▶ [Required action]
Count the lines in the entries that contain the string "FormRelay". State nothing but the number.

··········

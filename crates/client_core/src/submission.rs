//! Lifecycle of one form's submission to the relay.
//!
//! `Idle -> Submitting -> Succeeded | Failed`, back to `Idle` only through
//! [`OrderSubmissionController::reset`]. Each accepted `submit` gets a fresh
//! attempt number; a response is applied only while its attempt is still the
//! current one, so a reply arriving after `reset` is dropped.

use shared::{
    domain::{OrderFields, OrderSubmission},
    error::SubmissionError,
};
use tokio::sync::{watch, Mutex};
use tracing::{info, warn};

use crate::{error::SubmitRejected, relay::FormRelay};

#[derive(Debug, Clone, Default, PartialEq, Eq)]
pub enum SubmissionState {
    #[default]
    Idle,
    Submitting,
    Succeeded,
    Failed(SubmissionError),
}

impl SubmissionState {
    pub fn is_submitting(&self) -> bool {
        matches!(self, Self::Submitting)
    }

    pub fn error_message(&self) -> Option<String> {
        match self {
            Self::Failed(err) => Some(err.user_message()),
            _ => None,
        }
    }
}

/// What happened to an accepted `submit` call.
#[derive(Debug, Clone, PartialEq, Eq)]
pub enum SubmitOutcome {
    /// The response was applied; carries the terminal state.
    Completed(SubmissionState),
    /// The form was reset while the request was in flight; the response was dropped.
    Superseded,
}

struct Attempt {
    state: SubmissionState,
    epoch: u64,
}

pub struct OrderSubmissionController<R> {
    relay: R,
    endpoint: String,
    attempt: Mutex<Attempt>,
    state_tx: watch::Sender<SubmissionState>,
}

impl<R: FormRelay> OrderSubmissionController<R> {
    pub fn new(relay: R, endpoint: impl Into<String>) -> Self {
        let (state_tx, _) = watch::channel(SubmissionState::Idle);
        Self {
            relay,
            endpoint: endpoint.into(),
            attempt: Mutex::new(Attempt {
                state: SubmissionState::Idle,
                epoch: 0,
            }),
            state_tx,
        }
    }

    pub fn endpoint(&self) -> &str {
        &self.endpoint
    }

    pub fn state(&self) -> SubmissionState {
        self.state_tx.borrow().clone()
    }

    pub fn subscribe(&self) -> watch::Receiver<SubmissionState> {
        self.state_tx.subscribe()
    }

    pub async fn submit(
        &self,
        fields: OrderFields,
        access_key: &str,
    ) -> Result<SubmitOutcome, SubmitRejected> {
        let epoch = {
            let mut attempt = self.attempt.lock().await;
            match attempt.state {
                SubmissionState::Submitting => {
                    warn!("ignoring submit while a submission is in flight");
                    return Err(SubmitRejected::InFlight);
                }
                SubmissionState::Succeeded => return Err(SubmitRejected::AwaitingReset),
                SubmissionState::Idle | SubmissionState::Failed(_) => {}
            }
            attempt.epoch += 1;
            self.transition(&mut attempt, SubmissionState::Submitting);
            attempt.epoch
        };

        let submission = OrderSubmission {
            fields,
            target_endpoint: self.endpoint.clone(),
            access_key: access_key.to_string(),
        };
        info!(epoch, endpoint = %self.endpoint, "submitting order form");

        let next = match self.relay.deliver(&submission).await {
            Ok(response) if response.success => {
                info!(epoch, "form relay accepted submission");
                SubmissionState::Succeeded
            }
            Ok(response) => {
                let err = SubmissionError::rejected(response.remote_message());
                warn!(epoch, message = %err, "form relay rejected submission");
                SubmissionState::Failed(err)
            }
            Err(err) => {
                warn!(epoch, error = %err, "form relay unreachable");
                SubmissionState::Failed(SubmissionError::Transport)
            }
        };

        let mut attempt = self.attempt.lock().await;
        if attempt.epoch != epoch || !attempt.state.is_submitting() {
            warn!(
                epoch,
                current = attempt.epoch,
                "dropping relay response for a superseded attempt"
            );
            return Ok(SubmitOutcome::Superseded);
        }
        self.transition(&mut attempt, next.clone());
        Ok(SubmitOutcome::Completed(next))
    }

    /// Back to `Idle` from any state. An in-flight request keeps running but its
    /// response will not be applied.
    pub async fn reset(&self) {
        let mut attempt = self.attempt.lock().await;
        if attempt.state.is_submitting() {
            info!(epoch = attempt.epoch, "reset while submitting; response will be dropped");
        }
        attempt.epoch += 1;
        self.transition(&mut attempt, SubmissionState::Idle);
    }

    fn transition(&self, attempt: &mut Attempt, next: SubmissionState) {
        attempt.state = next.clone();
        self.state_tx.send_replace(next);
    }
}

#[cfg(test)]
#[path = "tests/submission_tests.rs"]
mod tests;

··········

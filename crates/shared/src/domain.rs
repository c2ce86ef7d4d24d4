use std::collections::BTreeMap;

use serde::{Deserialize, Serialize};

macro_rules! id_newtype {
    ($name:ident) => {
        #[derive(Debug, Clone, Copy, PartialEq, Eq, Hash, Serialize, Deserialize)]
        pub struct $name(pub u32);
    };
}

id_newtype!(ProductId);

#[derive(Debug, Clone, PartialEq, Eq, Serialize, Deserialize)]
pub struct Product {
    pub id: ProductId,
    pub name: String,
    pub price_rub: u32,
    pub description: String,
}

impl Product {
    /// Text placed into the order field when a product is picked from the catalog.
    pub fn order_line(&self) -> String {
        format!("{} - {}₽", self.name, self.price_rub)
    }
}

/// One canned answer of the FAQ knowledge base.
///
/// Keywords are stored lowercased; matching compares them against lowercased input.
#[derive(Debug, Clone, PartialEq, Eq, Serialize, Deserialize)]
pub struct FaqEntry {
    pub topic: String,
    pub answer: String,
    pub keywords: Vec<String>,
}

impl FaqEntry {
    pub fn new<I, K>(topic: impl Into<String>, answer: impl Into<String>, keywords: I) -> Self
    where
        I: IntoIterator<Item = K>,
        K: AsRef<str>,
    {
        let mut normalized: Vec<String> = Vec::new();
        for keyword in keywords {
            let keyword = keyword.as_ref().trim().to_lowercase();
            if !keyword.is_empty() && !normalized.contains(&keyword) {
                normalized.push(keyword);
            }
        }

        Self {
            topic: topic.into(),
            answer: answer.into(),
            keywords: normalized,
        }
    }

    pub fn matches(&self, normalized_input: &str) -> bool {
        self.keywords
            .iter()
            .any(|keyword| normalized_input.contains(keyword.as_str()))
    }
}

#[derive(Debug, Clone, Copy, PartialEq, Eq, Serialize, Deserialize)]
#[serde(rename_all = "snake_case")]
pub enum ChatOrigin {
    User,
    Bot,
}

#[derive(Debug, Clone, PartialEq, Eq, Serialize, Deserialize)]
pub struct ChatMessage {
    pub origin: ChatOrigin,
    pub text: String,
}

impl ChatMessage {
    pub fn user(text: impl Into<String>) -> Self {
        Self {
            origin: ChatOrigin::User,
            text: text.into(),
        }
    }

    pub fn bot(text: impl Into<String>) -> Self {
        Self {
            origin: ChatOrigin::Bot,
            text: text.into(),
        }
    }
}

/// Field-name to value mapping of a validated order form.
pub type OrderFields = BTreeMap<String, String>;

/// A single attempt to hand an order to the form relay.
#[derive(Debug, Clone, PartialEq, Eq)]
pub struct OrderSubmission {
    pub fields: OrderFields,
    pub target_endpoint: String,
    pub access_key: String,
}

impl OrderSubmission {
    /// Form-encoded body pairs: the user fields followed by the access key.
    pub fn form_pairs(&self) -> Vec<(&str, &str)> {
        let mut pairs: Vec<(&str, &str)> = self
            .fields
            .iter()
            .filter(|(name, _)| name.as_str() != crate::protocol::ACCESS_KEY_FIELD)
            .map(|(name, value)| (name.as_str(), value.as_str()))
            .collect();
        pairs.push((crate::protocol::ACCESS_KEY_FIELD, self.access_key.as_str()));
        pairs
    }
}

··········

▶ [Answer to this exercise]
2